Brushless motors & ESCs

The motors and ESCs are where a quad’s electrical energy becomes thrust. Racing drones rely on brushless DC (BLDC) motors driven by electronic speed controllers, and the pairing of motor, controller and propeller largely determines how the aircraft flies. Getting that combination right, and respecting its limits, is essential.

Why brushless?

A brushed motor uses physical carbon brushes to switch current to its windings as it turns. Those brushes wear out, create friction and arcing, and limit speed. A brushless motor moves that switching job into electronics, with several big payoffs: no wear point, less heat, higher efficiency, and far more power for its weight. For an aircraft that must lift itself and respond instantly, those advantages are decisive.

A typical quad motor is an outrunner: a fixed central stator wound with three sets of coils, surrounded by a rotating outer bell carrying permanent magnets. The propeller bolts to the bell, so the whole outer can spins around the stationary windings.

The ESC’s job: commutation

Because there are no brushes, something must energise the three motor phases in the right order and at the right instant to keep the rotor turning. That process is commutation, and it is the ESC’s core job.

The ESC takes a throttle command from the flight controller, often a digital DShot signal, and switches battery power across the three phases using fast transistors (MOSFETs). Most quad ESCs are sensorless: rather than using a position sensor, they read the back-EMF, the voltage the spinning magnets generate on the phase that is momentarily not being driven, to figure out where the rotor is and time the next switch.

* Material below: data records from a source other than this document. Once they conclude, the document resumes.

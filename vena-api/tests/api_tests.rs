/// HTTP tests for the Vena API
///
/// Every test drives the full router (tracing, CORS, handlers) against an
/// in-memory row store.

mod common;

use axum::http::{Method, StatusCode};
use common::TestContext;
use serde_json::json;
use vena_shared::models::client::NewClient;
use vena_shared::models::Client;
use vena_shared::store::{RowStore, Table};

fn ana() -> serde_json::Value {
    json!({
        "name": "Ana",
        "email": "ana@x.com",
        "phone": "0811",
        "status": "active"
    })
}

#[tokio::test]
async fn test_health_reports_load_state() {
    let ctx = TestContext::unloaded();

    let (status, body) = ctx.get("/health").await.unwrap();
    assert_eq!(status, StatusCode::OK);
    assert_eq!(body["status"], "degraded");
    assert_eq!(body["backend"], "memory");
    assert_eq!(body["loadState"]["state"], "idle");

    ctx.data.load_all().await.unwrap();
    let (_, body) = ctx.get("/health").await.unwrap();
    assert_eq!(body["status"], "healthy");
    assert_eq!(body["loadState"]["state"], "ready");
}

#[tokio::test]
async fn test_client_crud_round_trip() {
    let ctx = TestContext::new().await.unwrap();

    let (status, created) = ctx.post("/v1/clients", ana()).await.unwrap();
    assert_eq!(status, StatusCode::CREATED, "body: {}", created);
    let id = created["id"].as_str().unwrap().to_string();
    assert!(!id.is_empty());
    assert_eq!(created["name"], "Ana");
    assert_eq!(created["clientType"], "Langsung");

    let (status, list) = ctx.get("/v1/clients").await.unwrap();
    assert_eq!(status, StatusCode::OK);
    assert_eq!(list.as_array().unwrap().len(), 1);
    assert_eq!(list[0]["id"], created["id"]);

    let (status, fetched) = ctx.get(&format!("/v1/clients/{}", id)).await.unwrap();
    assert_eq!(status, StatusCode::OK);
    assert_eq!(fetched, created);

    let (status, updated) = ctx
        .patch(&format!("/v1/clients/{}", id), json!({ "status": "inactive" }))
        .await
        .unwrap();
    assert_eq!(status, StatusCode::OK, "body: {}", updated);
    assert_eq!(updated["status"], "inactive");
    assert_eq!(updated["name"], "Ana");

    let held: Client = serde_json::from_value(updated).unwrap();
    assert_eq!(ctx.data.get::<Client>(&id).await, Some(held));

    let (status, body) = ctx.delete(&format!("/v1/clients/{}", id)).await.unwrap();
    assert_eq!(status, StatusCode::NO_CONTENT);
    assert!(body.is_null());

    let (status, _) = ctx.get(&format!("/v1/clients/{}", id)).await.unwrap();
    assert_eq!(status, StatusCode::NOT_FOUND);
    assert_eq!(ctx.store.count(Table::Clients).await, 0);
}

#[tokio::test]
async fn test_unknown_collection_is_not_found() {
    let ctx = TestContext::new().await.unwrap();

    let (status, body) = ctx.get("/v1/invoices").await.unwrap();
    assert_eq!(status, StatusCode::NOT_FOUND);
    assert_eq!(body["error"], "not_found");

    // The profile singleton is not a collection
    let (status, _) = ctx.post("/v1/profiles", json!({})).await.unwrap();
    assert_eq!(status, StatusCode::NOT_FOUND);
}

#[tokio::test]
async fn test_invalid_payloads_are_rejected() {
    let ctx = TestContext::new().await.unwrap();

    let mut bad_email = ana();
    bad_email["email"] = json!("not-an-email");
    let (status, body) = ctx.post("/v1/clients", bad_email).await.unwrap();
    assert_eq!(status, StatusCode::UNPROCESSABLE_ENTITY);
    assert_eq!(body["error"], "validation_error");
    assert_eq!(body["details"][0]["field"], "email");

    let (status, body) = ctx.post("/v1/clients", json!({ "name": "Ana" })).await.unwrap();
    assert_eq!(status, StatusCode::UNPROCESSABLE_ENTITY);
    assert_eq!(body["details"][0]["field"], "body");

    assert!(ctx.data.list::<Client>().await.is_empty());
}

#[tokio::test]
async fn test_update_of_unknown_record_is_not_found() {
    let ctx = TestContext::new().await.unwrap();

    let (status, body) = ctx
        .patch("/v1/leads/missing", json!({ "status": "Dikonversi" }))
        .await
        .unwrap();
    assert_eq!(status, StatusCode::NOT_FOUND);
    assert_eq!(body["error"], "not_found");
}

#[tokio::test]
async fn test_status_counts_and_refetch() {
    let ctx = TestContext::new().await.unwrap();
    ctx.post("/v1/clients", ana()).await.unwrap();

    // Written behind the façade's back
    let row = serde_json::to_value(NewClient::new("Budi", "budi@x.com", "0812", "active")).unwrap();
    ctx.store
        .insert(Table::Clients, row.as_object().unwrap().clone())
        .await
        .unwrap();

    let (status, body) = ctx.get("/v1/status").await.unwrap();
    assert_eq!(status, StatusCode::OK);
    assert_eq!(body["counts"]["clients"], 1);
    assert_eq!(body["counts"]["leads"], 0);
    assert_eq!(body["hasProfile"], false);

    let (status, body) = ctx.send(Method::POST, "/v1/refetch", None).await.unwrap();
    assert_eq!(status, StatusCode::OK);
    assert_eq!(body["counts"]["clients"], 2);
    assert_eq!(body["loadState"]["state"], "ready");
}

#[tokio::test]
async fn test_profile_get_and_patch() {
    let ctx = TestContext::new().await.unwrap();
    let (status, _) = ctx.get("/v1/profile").await.unwrap();
    assert_eq!(status, StatusCode::NOT_FOUND);

    ctx.seed_profile("studio@vena.test").await;
    ctx.data.refetch().await.unwrap();

    let (status, profile) = ctx.get("/v1/profile").await.unwrap();
    assert_eq!(status, StatusCode::OK);
    assert_eq!(profile["companyName"], "Vena Pictures");
    assert!(profile.get("idNumber").is_none());

    let (status, profile) = ctx
        .patch("/v1/profile", json!({ "companyName": "Vena Studio", "idNumber": "3171" }))
        .await
        .unwrap();
    assert_eq!(status, StatusCode::OK, "body: {}", profile);
    assert_eq!(profile["companyName"], "Vena Studio");
    assert_eq!(profile["idNumber"], "3171");
    assert_eq!(profile["email"], "studio@vena.test");
}

#[tokio::test]
async fn test_inbox_publish_and_read_all() {
    let ctx = TestContext::new().await.unwrap();
    ctx.seed_profile("studio@vena.test").await;
    ctx.data.refetch().await.unwrap();

    let (status, first) = ctx
        .post(
            "/v1/inbox",
            json!({ "title": "Proyek baru", "message": "Ana memesan paket", "icon": "lead" }),
        )
        .await
        .unwrap();
    assert_eq!(status, StatusCode::CREATED, "body: {}", first);
    assert_eq!(first["isRead"], false);

    ctx.post(
        "/v1/inbox",
        json!({ "title": "Pembayaran", "message": "DP diterima", "icon": "payment" }),
    )
    .await
    .unwrap();

    let (status, _) = ctx.post("/v1/inbox", json!({ "title": "", "message": "", "icon": "" })).await.unwrap();
    assert_eq!(status, StatusCode::UNPROCESSABLE_ENTITY);

    let id = first["id"].as_str().unwrap();
    let (status, read) = ctx.post(&format!("/v1/inbox/{}/read", id), json!({})).await.unwrap();
    assert_eq!(status, StatusCode::OK);
    assert_eq!(read["isRead"], true);

    let (status, body) = ctx.post("/v1/inbox/read-all", json!({})).await.unwrap();
    assert_eq!(status, StatusCode::OK);
    assert_eq!(body["updated"], 1);

    let (_, list) = ctx.get("/v1/notifications").await.unwrap();
    let list = list.as_array().unwrap();
    assert_eq!(list.len(), 2);
    assert!(list.iter().all(|n| n["isRead"] == true));
}
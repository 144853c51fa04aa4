/// Vendor profile
///
/// ```text
/// GET   /v1/profile
/// PATCH /v1/profile   # partial update, camelCase body
/// ```
///
/// Both answer 404 when no profile row was loaded.

use crate::{
    app::AppState,
    error::{ApiError, ApiResult},
};
use axum::{extract::State, Json};
use vena_shared::models::profile::ProfilePatch;
use vena_shared::models::Profile;

pub async fn get_profile(State(state): State<AppState>) -> ApiResult<Json<Profile>> {
    state
        .data
        .profile()
        .await
        .map(Json)
        .ok_or_else(|| ApiError::NotFound("No vendor profile is loaded".to_string()))
}

pub async fn update_profile(
    State(state): State<AppState>,
    Json(patch): Json<ProfilePatch>,
) -> ApiResult<Json<Profile>> {
    let profile = state.data.update_profile(patch).await?;
    tracing::info!(id = %profile.id, "Profile updated");
    Ok(Json(profile))
}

The ESC carries a current rating (say 45 A). That is the maximum continuous current its MOSFETs can switch safely. Exceed it and the ESC overheats and can burn out, so the rating must comfortably exceed the motor’s peak draw.

KV rating: speed per volt

A motor’s KV rating is one of its most quoted specs, and one of the most misunderstood. KV is the motor’s RPM per volt under no load. A 2400KV motor spins roughly 2400 RPM for every volt applied. It has nothing to do with kilovolts and does not measure power.

KV captures a speed-versus-torque character:

• High-KV motors spin fast for a given voltage but produce less torque. They suit smaller or lower-pitch propellers and favour outright speed.
• Low-KV motors turn more slowly but make more torque, suiting larger propellers for lift and efficiency.

Speed scales with KV multiplied by voltage, so the battery matters too. The same 1800KV motor spins faster on a 4S pack (about 14.8 V) than on a 3S pack (about 11.1 V), because more cells mean more volts and therefore more RPM.

Propellers and pairing

A propeller is described by diameter and pitch. Diameter is its width (a 5-inch prop for a 5-inch quad); pitch is the theoretical forward distance it would travel in one revolution. A label like 5x4.3 means 5-inch diameter, 4.3-inch pitch.

Matching prop to motor matters enormously. A large or high-pitch prop demands more torque and current. Bolt one onto a high-KV motor and it will draw excessive current, overheating both the motor and the ESC. The rule of thumb is to pair high-KV motors with smaller props and low-KV motors with larger props, then confirm the combination stays within the ESC’s and motor’s thermal limits.

A quad’s four props also do not all spin the same way: two clockwise and two counter-clockwise (props-in or props-out configurations). The opposing rotations cancel the net reaction torque so the quad does not spin uncontrollably, and the flight controller deliberately unbalances them to yaw.

Safety first

Spinning carbon propellers are sharp and fast enough to cause serious cuts.

Always remove the propellers before bench-testing motors or working near a powered quad. “Props off” is the universal safe-handling rule, and it should become automatic.

Put it all together and a quad’s drivetrain is a chain of matched choices: brushless motors for power and durability, ESCs to commutate them and respect a current limit, a KV rating chosen for the intended speed-or-torque balance, a battery voltage that scales that speed, and propellers sized to keep current and heat in check. Change one link and you usually have to reconsider the others.